I want to create a temporary copy of a const object and use it in a non-const way:

struct S {
    S& f() { return *this; }
};

int main() {
    const S a{};
    S{a}.f(); // Error on this line
    return 0;
}

Using msvc (Visual Studio 2017, C++14), I get this error:

Error C2662 'S &S::f(void)': cannot convert 'this' pointer from 'const S' to 'S &'

If I change the brace initialization to classic initialization, it works:

S{a}.f(); // Does not work
S(a).f(); // Works

Both variants compile fine in gcc.

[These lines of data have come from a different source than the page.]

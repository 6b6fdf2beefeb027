use std::path::PathBuf;

use serde::Deserialize;

/// A camera as declared in the config file. Immutable after load.
#[derive(Debug, Clone, Deserialize)]
pub struct Camera {
    pub id: String,
    pub name: String,
    #[serde(default)]
    pub snapshot_url: Option<String>,
    #[serde(default)]
    pub username: Option<String>,
    #[serde(default)]
    pub password: Option<String>,
}

/// Cameras in config order. Lookups by a stale id return `None` and the
/// caller logs and skips.
#[derive(Debug, Clone, Default)]
pub struct CameraRegistry {
    cameras: Vec<Camera>,
}

impl CameraRegistry {
    #[must_use]
    pub fn new(cameras: Vec<Camera>) -> Self {
        Self { cameras }
    }

    #[must_use]
    pub fn get(&self, id: &str) -> Option<&Camera> {
        self.cameras.iter().find(|camera| camera.id == id)
    }

    #[must_use]
    pub fn all(&self) -> &[Camera] {
        &self.cameras
    }

    #[must_use]
    pub fn is_empty(&self) -> bool {
        self.cameras.is_empty()
    }
}

/// Per-chat persisted settings row. `snapshot_interval_secs` is `None`
/// until the user configures an interval for the first time.
#[derive(Debug, Clone, PartialEq, Eq)]
pub struct ChatSettings {
    pub chat_id: i64,
    pub snapshot_interval_secs: Option<i64>,
    pub updated_at_ms: u64,
}

/// The one filesystem event kind the dispatcher acts on.
#[derive(Debug, Clone, PartialEq, Eq)]
pub enum WatchEvent {
    Created { path: PathBuf, is_directory: bool },
}

/// Inbound chat events after gateway-level decoding.
#[derive(Debug, Clone, PartialEq, Eq)]
pub enum InboundEvent {
    Text {
        chat_id: i64,
        text: String,
    },
    Voice {
        chat_id: i64,
        file_id: String,
    },
    Callback {
        chat_id: i64,
        query_id: String,
        data: String,
    },
    /// Content the relay has no handler for (stickers, documents, ...).
    Unsupported {
        chat_id: i64,
        kind: String,
    },
}

impl InboundEvent {
    #[must_use]
    pub fn chat_id(&self) -> i64 {
        match self {
            Self::Text { chat_id, .. }
            | Self::Voice { chat_id, .. }
            | Self::Callback { chat_id, .. }
            | Self::Unsupported { chat_id, .. } => *chat_id,
        }
    }
}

Am I missing something or is this a compiler bug?

Answer 1

Seems like another MSVC bug.

S{a} is deduced as const struct S, and that alone is bug.

#include <string>
#include <iostream>

template < class T >
std::string type_name()
{
    std::string p = __FUNCSIG__;
    return p.substr( 106, p.length() - 106 - 7 );
}


struct S {
    S& f() { return *this; }
};

int main() {
    const S a{};
    //S{a}.f(); // Error on this line
    std::cout << type_name<decltype(S{a})>() << std::endl;
    return 0;
}

Output:

const struct S

Answer 2

It looks like a compiler bug, or the result of a weird optimization, because this variation of original code that only make ctors and dtor with side effects compiles fine using MSVC:

#include <iostream>

struct S {
    S(const S& other) {
        std::cout << "Copy ctor " << &other << " -> " << this << std::endl;
    }
    S() {
        std::cout << "Default ctor " << this << std::endl;
    }
    ~S() {
        std::cout << "Dtor " << this << std::endl;
    }
    S& f() { return *this; }
};

int main() {
    const S a{};
    std::cout << &a << std::endl;
    S{a}.f();
    return 0;
}

Compilation is successful and output is:

Default ctor 0306FF07
Copy ctor 0306FF07 -> 0306FF06
Dtor 0306FF06
Dtor 0306FF07